Does anyone have any experience of growing this plant or Monarda's in general? I have been potting three of these on in the greenhouse since the start of the year, grown from bare roots. They will be going into my garden shortly as the greenhouse is getting incredibly hot of late! I have found the greenhouse (that came with the house) really useful in protecting young and small plants from the resident squirrels. if I either plant out or leave small pots outside within reach of the squirrels they will invariably dig around the plant, sometimes digging the entire plant out, killing a few. I don't think I own a pot that does not contain at least some peanuts. Sorry I am ranting, I am not getting on with the squirrels!

Back to my question, do they look healthy to anybody from the photographs? To me they looked a bit on the yellow side. (top picture) Also Is this the typical growth habit of the plant, the stems have become bent and look as if they are trying to form roots on contact with the soil. (middle and bottom picture) Is this the result of growing in the greenhouse, i do find that a lot of what I grow indoors does get a bit "leggy" but put them outside and they have to deal with the squirrels! As I have never grown them before I thought I would seek some advice. Thanks in advance for any pointers.


  • AnniDAnniD Posts: 12,159
    I have grown Monardas before,  but not this variety.  The leaves do look very yellow,  maybe due to lack of light? They do tend to root where they touch the soil. The main problem l find with monardas is powdery mildew. Personally,  l'd get them in the ground ASAP  :)
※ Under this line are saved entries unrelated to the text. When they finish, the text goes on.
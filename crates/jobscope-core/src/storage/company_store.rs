//! Per-company evaluation records.
//!
//! Each company gets its own directory under `companies/`, named by slug:
//! `companies/<slug>/energy_matrix.yaml`.

use std::path::PathBuf;

use super::data_dir;
use crate::energy::EnergyMatrix;
use crate::error::{CoreError, Result, ValidationError};

const COMPANIES_DIR: &str = "companies";
const MATRIX_FILE: &str = "energy_matrix.yaml";

/// Filesystem-safe directory name for a company: lowercase ASCII
/// alphanumerics separated by single dashes.
pub fn slugify(name: &str) -> String {
    let mut slug = String::with_capacity(name.len());
    for c in name.chars() {
        if c.is_ascii_alphanumeric() {
            slug.push(c.to_ascii_lowercase());
        } else if !slug.is_empty() && !slug.ends_with('-') {
            slug.push('-');
        }
    }
    while slug.ends_with('-') {
        slug.pop();
    }
    slug
}

#[derive(Debug, Clone)]
pub struct CompanyStore {
    root: PathBuf,
}

impl CompanyStore {
    pub fn open() -> Result<Self> {
        Ok(Self::at(data_dir()?))
    }

    /// Store whose `companies/` directory lives under `root`.
    pub fn at(root: impl Into<PathBuf>) -> Self {
        Self {
            root: root.into().join(COMPANIES_DIR),
        }
    }

    fn company_dir(&self, company: &str) -> Result<PathBuf> {
        let slug = slugify(company);
        if slug.is_empty() {
            return Err(ValidationError::InvalidValue {
                field: "company".into(),
                message: format!("'{company}' has no usable characters for a directory name"),
            }
            .into());
        }
        Ok(self.root.join(slug))
    }

    /// Write the evaluation, replacing any earlier one for the same company.
    pub fn save(&self, matrix: &EnergyMatrix) -> Result<PathBuf> {
        let dir = self.company_dir(&matrix.company)?;
        std::fs::create_dir_all(&dir)?;
        let path = dir.join(MATRIX_FILE);
        std::fs::write(&path, serde_yaml::to_string(matrix)?)?;
        tracing::info!(company = %matrix.company, path = %path.display(), "energy matrix saved");
        Ok(path)
    }

    pub fn load(&self, company: &str) -> Result<EnergyMatrix> {
        let path = self.company_dir(company)?.join(MATRIX_FILE);
        if !path.exists() {
            return Err(CoreError::EvaluationMissing {
                company: company.to_string(),
            });
        }
        let content = std::fs::read_to_string(&path)?;
        Ok(serde_yaml::from_str(&content)?)
    }

    /// Slugs of companies with a stored evaluation, sorted.
    pub fn list(&self) -> Result<Vec<String>> {
        if !self.root.exists() {
            return Ok(Vec::new());
        }
        let mut slugs = Vec::new();
        for entry in std::fs::read_dir(&self.root)? {
            let entry = entry?;
            if entry.path().join(MATRIX_FILE).is_file() {
                slugs.push(entry.file_name().to_string_lossy().into_owned());
            }
        }
        slugs.sort();
        Ok(slugs)
    }
}

#[cfg(test)]
mod tests {
    use super::*;
    use crate::energy::{MatrixConfig, Profile};
    use chrono::NaiveDate;

    #[test]
    fn slugify_company_names() {
        assert_eq!(slugify("Acme Corp."), "acme-corp");
        assert_eq!(slugify("  Foo & Bar, Inc "), "foo-bar-inc");
        assert_eq!(slugify("ÜberTech"), "bertech");
        assert_eq!(slugify("???"), "");
    }

    #[test]
    fn save_load_and_list() {
        let dir = tempfile::tempdir().unwrap();
        let store = CompanyStore::at(dir.path());
        let today = NaiveDate::from_ymd_opt(2026, 10, 16).unwrap();
        let profile = Profile::starter(today).unwrap();

        for company in ["Zeta Labs", "Acme Corp"] {
            let matrix =
                EnergyMatrix::evaluate(company, &[], &profile, &MatrixConfig::default(), today);
            store.save(&matrix).unwrap();
        }

        assert_eq!(store.list().unwrap(), vec!["acme-corp", "zeta-labs"]);
        let loaded = store.load("acme corp").unwrap();
        assert_eq!(loaded.company, "Acme Corp");
        assert_eq!(loaded.profile_version, profile.version);
    }

    #[test]
    fn missing_company_is_reported() {
        let dir = tempfile::tempdir().unwrap();
        let store = CompanyStore::at(dir.path());
        assert!(store.list().unwrap().is_empty());
        assert!(matches!(
            store.load("Nobody"),
            Err(CoreError::EvaluationMissing { .. })
        ));
        assert!(store.load("???").is_err());
    }
}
  • edhelkaedhelka Posts: 2,350
    They look yellow/chlorotic. Maybe they are hungry or they don't like your water. I would plant them now. Last year, I bought plants, smaller than these, and they grew into big flowering plants quickly.
    The habit is normal. They also produce runners just underground and spread from their centre (which will die eventually). A bit like mint and similar plants (they are in the mint family), not easy to contain if you want tidy. Easy to divide and propagate if you want more.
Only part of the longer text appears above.